Mr. Stewart wrote that possible consequences from coal-bed methane extraction include the “re-activation of existing geological faults in proximity of the BC Hydro facility,” and the earthquakes caused by human activity “may be greater than the original design criteria for the dam.”
BC Hydro’s deputy CEO, Chris O’Riley, responded on Monday by noting that the utility’s dams are built to withstand much larger ground motions associated with higher-magnitude earthquakes than those linked to fracking.
“Fracking by itself cannot generate large magnitude earthquakes,” he said in a statement issued in response to questions about the CCPA’s concerns.
Additional documents suggest earthquakes in the Peace River region linked to fracking for shale gas caused further debate at BC Hydro, with dam-safety engineering scientist Des Hartford responding in March, 2013, to a colleague’s concerns: “Fundamentally, hydraulic fracturing is one of these ‘new and emergent’ threats that require examination in the context of scientific and policy considerations in order that any meaningful management actions can be initiated if required.”
Scott Gillis, Hydro’s dam safety engineer in the Peace region, to whom Mr. Hartford was writing, said his concern was triggered by the 1963 failure of the Los Angeles-area Baldwin Hills Dam that killed five people and destroyed 277 homes. Oil and gas production has been linked to the dam’s failure.
While Mr. Gillis acknowledged that the Baldwin Hills disaster occurred after “very intense exploration and development” unlike anything in British Columbia, he added that there is a “similarity” in small faults in the vicinity of the dam.
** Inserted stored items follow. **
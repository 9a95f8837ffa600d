//! Opens a visible browser on the login page and saves the session cookies
//! to the configured credential bundle once the operator confirms.

use anyhow::Context;
use timeline_digest::ingest::providers::chromium::export_session;
use timeline_digest::{init_tracing, DigestConfig};

#[tokio::main]
async fn main() -> anyhow::Result<()> {
    let _ = dotenvy::dotenv();
    init_tracing();

    let cfg = DigestConfig::load_default()?;
    let out = cfg.timeline.cookies_path.clone();
    let n = export_session(&cfg.browser, &out)
        .await
        .context("exporting browser session")?;
    println!("[login] {n} cookies saved to {}", out.display());
    Ok(())
}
“Reactivation of these small faults could be problematic.”
He wrote that the province should add buffer zones around extreme and high-consequence dams where hydraulic fracturing could not take place without a “prior full investigation” of risks and a risk-management plan.
Mr. O’Riley of BC Hydro said all earth-fill dams are designed to have some seepage, and fracking could increase natural seepage, “which only poses an issue of increased costs due to maintenance and operational requirements – not a dam safety issue.”
Well, look at that. Chris O’Riley, the current president of BC Hydro, was negating his own dam safety officers concerns even back when he was a deputy ceo. Interesting. And the Peace Canyon dam is in a much more stable part of the Peace than where Site C is located.
I’m not an engineer but I do know quite a few excellent and experienced ones. They shake their heads and agree, just because you can do something, doesn’t mean you should. Look at Mt. Polley where three engineers now face disciplinary hearings following the tailings pond dam collapse https://business.financialpost.com/pmn/business-pmn/three-engineers-to-face-disciplinary-hearings-in-mount-polley-disaster
That leaves me with the most recent Site C progress report to the BCUC:
Join the call in requesting this government immediately seeks an independent, outside review of the stability of this entire work site and immediate region.Not chosen by BC Hydro, Mungall or her deputy minister because O’Riley has been seen advising Mungall right behind her in the legislature. It is the only prudent action at this point pending the injuction decision in the West Moberly case, of which the judge has stated he hopes to have his decision by the end of October. Sadly, I think the only thing capable of stopping Site C now is the injunction…or mother nature herself.